MANILA, Philippines — The Integrated Bar of the Philippines (IBP) and the Philippine Judges Association (PJA) have joined a group of regional court judges in condemning the outright red-tagging and threats against Manila Regional Trial Court Presiding Judge Marlo Malagar, who junked the government’s proscription petition to declare the Communist Party of the Philippines (CPP) and its armed wing, the New People’s Army (NPA) as terrorists.
The IBP and PJA statements did not mention names, but they were issued following the social media post of Lorraine Badoy, former spokesperson for the government’s anticommunist task force, who called Malagar a “friend” and “true ally” of the insurgents who gave her 135-page decision as a “gift” and “propaganda material.”

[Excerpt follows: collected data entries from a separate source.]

//! Symptom to candidate-diagnosis table
//!
//! Drives the diagnosis resolver. Coverage is deliberately partial: a symptom
//! with no entry simply contributes no candidates.

/// Candidate diagnoses for a symptom, in table-declared order.
///
/// An unmapped symptom yields an empty slice.
pub fn diagnoses_for(symptom: &str) -> &'static [&'static str] {
    match symptom {
        "Abdominal pain" => &["Gastritis", "Food Poisoning", "Ulcer", "Appendicitis"],
        "Nausea" => &[
            "Motion Sickness",
            "Gastroenteritis",
            "Pregnancy",
            "Food Poisoning",
        ],
        "Heartburn" => &["Acid Reflux (GERD)", "Gastritis", "Hiatal Hernia"],
        "Bloated" => &[
            "Indigestion",
            "Irritable Bowel Syndrome",
            "Lactose Intolerance",
        ],
        "Diarrhea" => &["Infection", "Food Poisoning", "Irritable Bowel Syndrome"],
        "Vomiting" => &["Gastroenteritis", "Migraine", "Food Poisoning", "Pregnancy"],
        "Stomach burning" => &["Acid Reflux", "Gastritis", "Ulcer"],
        "Reduced Appetite" => &["Depression", "Infection", "Stomach Disorder"],

        "Chest pain" => &[
            "Heart Attack (Myocardial Infarction)",
            "Angina",
            "Pneumonia",
            "Muscle Strain",
        ],
        "Cough" => &["Common Cold", "Flu", "Bronchitis", "Asthma"],
        "Palpitations" => &["Anxiety", "Arrhythmia", "Thyroid Disorder"],
        "Breathing related pains" => &["Pleurisy", "Pneumonia", "Pulmonary Embolism"],
        "Lump in the breast" => &["Fibroadenoma", "Breast Cyst", "Breast Cancer"],

        "Eye redness" => &["Conjunctivitis", "Allergy", "Eye Strain"],
        "Blurred vision" => &["Refractive Error", "Diabetes", "Migraine"],
        "Eye pain" => &["Glaucoma", "Eye Infection", "Corneal Injury"],
        "Burning eyes" => &["Allergic Reaction", "Dry Eye Syndrome"],
        "Eyelid Swelling" => &["Stye", "Blepharitis", "Allergy"],

        "Headache" => &["Migraine", "Tension Headache", "Sinusitis", "Dehydration"],
        "Dizziness" => &["Vertigo", "Low Blood Pressure", "Anemia"],
        "Fever" => &["Infection", "Flu", "Dengue", "Viral Illness"],
        "Tiredness" => &["Anemia", "Lack of Sleep", "Thyroid Disorder", "Stress"],

        "Back pain" => &["Muscle Strain", "Slipped Disc", "Scoliosis", "Kidney Stone"],
        "Pain radiating to the leg" => &["Sciatica", "Herniated Disc"],
        "Lower back pain" => &["Muscle Strain", "Arthritis", "Kidney Issue"],

        "Joint pain" => &["Arthritis", "Rheumatism", "Gout", "Lupus"],
        "Leg cramps" => &["Dehydration", "Poor Circulation", "Electrolyte Imbalance"],
        "Muscle pain" => &["Overuse", "Injury", "Inflammation"],
        "Numbness in the leg" => &["Sciatica", "Peripheral Neuropathy", "Pinched Nerve"],
        "Swelling" => &["Injury", "Infection", "Venous Insufficiency"],

        "Painful urination" => &["Urinary Tract Infection", "Kidney Infection", "STD"],
        "Frequent urination" => &["Diabetes", "UTI", "Overactive Bladder"],
        "Dark urine" => &["Dehydration", "Liver Disease", "Hematuria"],
        "Testicular pain" => &["Epididymitis", "Testicular Torsion", "Hernia"],
        "Itching in genital area" => &["Fungal Infection", "Allergy", "STD"],

        "Toothache" => &["Cavity", "Gingivitis", "Tooth Infection"],
        "Dry mouth" => &["Dehydration", "Medication Side Effect", "Diabetes"],
        "Mouth ulcers" => &["Canker Sores", "Vitamin Deficiency", "Viral Infection"],

        "Skin rash" => &[
            "Allergic Reaction",
            "Eczema",
            "Chickenpox",
            "Fungal Infection",
        ],
        "Itching" => &["Allergy", "Scabies", "Fungal Infection"],
        "Yellow colored skin" => &["Jaundice", "Liver Disorder"],
        "Dry skin" => &["Eczema", "Dehydration"],
        "Formation of blisters" => &["Burns", "Allergic Reaction", "Chickenpox"],

        "Joint swelling" => &["Arthritis", "Injury", "Infection"],
        "Muscle stiffness" => &["Parkinson’s Disease", "Muscle Strain"],
        "Cold hands" => &["Poor Circulation", "Anemia", "Raynaud’s Disease"],
        "Cold feet" => &["Peripheral Artery Disease", "Diabetes", "Anemia"],

        _ => &[],
    }
}
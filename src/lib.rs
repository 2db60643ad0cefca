//! MediScan - terminal health companion
//!
//! Walks a user through basic profile capture, then offers a dashboard of
//! health utilities: medication reminder tracking, symptom logging, a
//! body-part-driven symptom checker with static diagnosis lookup, and map
//! links for locating healthcare facilities.
//!
//! # Architecture
//!
//! - [`catalog`]: the three read-only lookup tables seeded at build time
//! - [`resolver`]: pure symptom-to-diagnosis resolution
//! - [`session`]: in-memory, session-lifetime state
//! - [`screens`]: the interactive screen loop (dispatcher + screens)
//!
//! Nothing persists: all data lives in process memory and is gone on
//! logout or exit.

pub mod catalog;
pub mod cli;
pub mod config;
pub mod errors;
pub mod map;
pub mod resolver;
pub mod screens;
pub mod session;

// Re-export commonly used types
pub use errors::{MediScanError, Result};
//! Error types for MediScan
//!
//! The domain itself has no failure path: catalog lookups are total with
//! explicit fallbacks, and blank form input suppresses the action locally.
//! What remains is the ambient surface: terminal I/O, line editing and
//! configuration files.

use thiserror::Error;

/// Main error type for the MediScan application.
#[derive(Error, Debug)]
pub enum MediScanError {
    /// User pressed Ctrl-C at a prompt.
    #[error("Interrupted")]
    Interrupted,

    /// Line-editor failures other than interrupt/EOF.
    #[error("Readline error: {0}")]
    Readline(String),

    /// Configuration errors with context.
    #[error("Configuration error: {0}")]
    ConfigError(String),

    /// Configuration file parse errors.
    #[error("Failed to parse config file: {0}")]
    ConfigParse(#[from] toml::de::Error),

    /// Configuration file serialization errors.
    #[error("Failed to serialize config: {0}")]
    ConfigSerialize(#[from] toml::ser::Error),

    /// JSON output errors.
    #[error("Serialization error: {0}")]
    SerializationError(#[from] serde_json::Error),

    /// I/O errors.
    #[error("I/O error: {0}")]
    IoError(#[from] std::io::Error),
}

/// Result type alias for MediScan operations.
pub type Result<T> = std::result::Result<T, MediScanError>;

impl MediScanError {
    /// Whether the error is the user interrupting a prompt rather than a
    /// real failure; the app treats it as a quiet exit.
    pub fn is_interrupt(&self) -> bool {
        matches!(self, MediScanError::Interrupted)
    }
}
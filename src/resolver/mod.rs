//! Diagnosis resolver
//!
//! Pure transformation from a user's selected symptoms to an ordered list of
//! candidate diagnoses with display text. Invoked once per "next" action in
//! the symptom checker and once per `check` CLI invocation.
//!
//! Every lookup is total: an unmapped symptom contributes nothing, a missing
//! detail entry falls back to the placeholder pair, and an empty candidate
//! list is replaced by a single sentinel entry. There is no error path.

use serde::Serialize;

use crate::catalog::{self, DEFAULT_DESCRIPTION, DEFAULT_REMEDY};

/// Fallback entry shown when no selected symptom maps to any diagnosis.
pub const NO_DIAGNOSIS_SENTINEL: &str =
    "No specific diagnosis found. Please consult a healthcare professional.";

/// One candidate condition with its display text.
#[derive(Debug, Clone, PartialEq, Eq, Serialize)]
pub struct Diagnosis {
    pub name: &'static str,
    pub description: &'static str,
    pub remedy: &'static str,
}

impl Diagnosis {
    /// Whether this entry is the "no specific diagnosis" sentinel.
    pub fn is_sentinel(&self) -> bool {
        self.name == NO_DIAGNOSIS_SENTINEL
    }
}

/// Resolve selected symptoms to de-duplicated candidate diagnoses.
///
/// Candidates are flattened in input order, each symptom's diagnoses in
/// table-declared order, keeping only the first occurrence of each name.
/// The output is never empty: with no candidates it holds exactly the
/// sentinel entry.
///
/// Complexity: O(n * m) over n selected symptoms and m accumulated
/// candidates; both are small, fixed-catalog quantities.
pub fn resolve<S: AsRef<str>>(selected: &[S]) -> Vec<Diagnosis> {
    let mut names: Vec<&'static str> = Vec::new();

    for symptom in selected {
        for &candidate in catalog::diagnoses_for(symptom.as_ref()) {
            if !names.contains(&candidate) {
                names.push(candidate);
            }
        }
    }

    if names.is_empty() {
        names.push(NO_DIAGNOSIS_SENTINEL);
    }

    names.into_iter().map(with_details).collect()
}

/// Attach description and remedy text, substituting the placeholder pair
/// for diagnoses the detail table does not cover.
fn with_details(name: &'static str) -> Diagnosis {
    let (description, remedy) =
        catalog::details_for(name).unwrap_or((DEFAULT_DESCRIPTION, DEFAULT_REMEDY));

    Diagnosis {
        name,
        description,
        remedy,
    }
}
//! Facility map link builder
//!
//! Thin wrapper over an external map service. The core has no contract with
//! it beyond "produce a link centered near a given point"; no networking
//! happens here.

use crate::config::MapConfig;

/// A map view centered on a coordinate at a zoom level.
#[derive(Debug, Clone, PartialEq)]
pub struct MapView {
    pub latitude: f64,
    pub longitude: f64,
    pub zoom: u8,
}

impl MapView {
    pub fn new(latitude: f64, longitude: f64, zoom: u8) -> Self {
        MapView {
            latitude,
            longitude,
            zoom,
        }
    }

    pub fn from_config(config: &MapConfig) -> Self {
        MapView::new(config.latitude, config.longitude, config.zoom)
    }

    /// Shareable OpenStreetMap link for this view.
    pub fn url(&self) -> String {
        format!(
            "https://www.openstreetmap.org/#map={}/{:.4}/{:.4}",
            self.zoom, self.latitude, self.longitude
        )
    }

    /// Link pre-filtered to hospitals near the view center.
    pub fn hospital_search_url(&self) -> String {
        format!(
            "https://www.openstreetmap.org/search?query=hospital#map={}/{:.4}/{:.4}",
            self.zoom, self.latitude, self.longitude
        )
    }
}

impl Default for MapView {
    fn default() -> Self {
        MapView::from_config(&MapConfig::default())
    }
}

The IBP called the statements of “abuse, harassment and outright Red-tagging” against Malagar as “capricious and dishonest” and said that these “foment vitriol and hate against our judges.”
“Stating rational reservations on the decisions of the judiciary is normal. Attacking its members and threatening them with bodily harm is not. The judiciary’s job is to decide disputes. And no judge should ever feel threatened just by performing that duty,” the national organization of lawyers said in a statement.
It stressed that to threaten members of the judiciary is to sow fear at a “critical element” of the legal system.
“Broadcasts and posts showcasing those who verbally assault judges encourages the public to do the same. If judges can be treated disdainfully without consequence, the Rule of Law becomes a hollow promise,” the IBP said.
It also called for the immediate activation and utilization of the Judicial Marshall Service recently created by law.
The PJA, meanwhile, stressed that “any unfounded assault on a judge in whatever form or manner is an assault on democracy.”
A progressive group of faculty and academic workers at the University of the Philippines (UP) who had been targets of Red-tagging themselves also backed Malagar against the threats she received after dismissing the government’s petition to declare the Communist Party of the Philippines terrorist group.
“[We] stand with Judge Marlo against the threats of violence against her person and the anticommunist witchhunt from Lorraine Badoy,” the Congress of Teachers/Educators for Nationalism and Democracy (Contend) said in a statement on Monday.
Contend said Marlo’s decision was able to contextualize the emergence of communist-led armed struggle “as an organized response to decade-old social injustices and systemic ills.”
Instead of “recklessly espousing terroristic aims,” Contend said the decision “critically reads the communist party’s program” as it cited the call for genuine agrarian reform and national industrialization as an “independent foreign policy and pro-people governance that respects peoples’ rights.”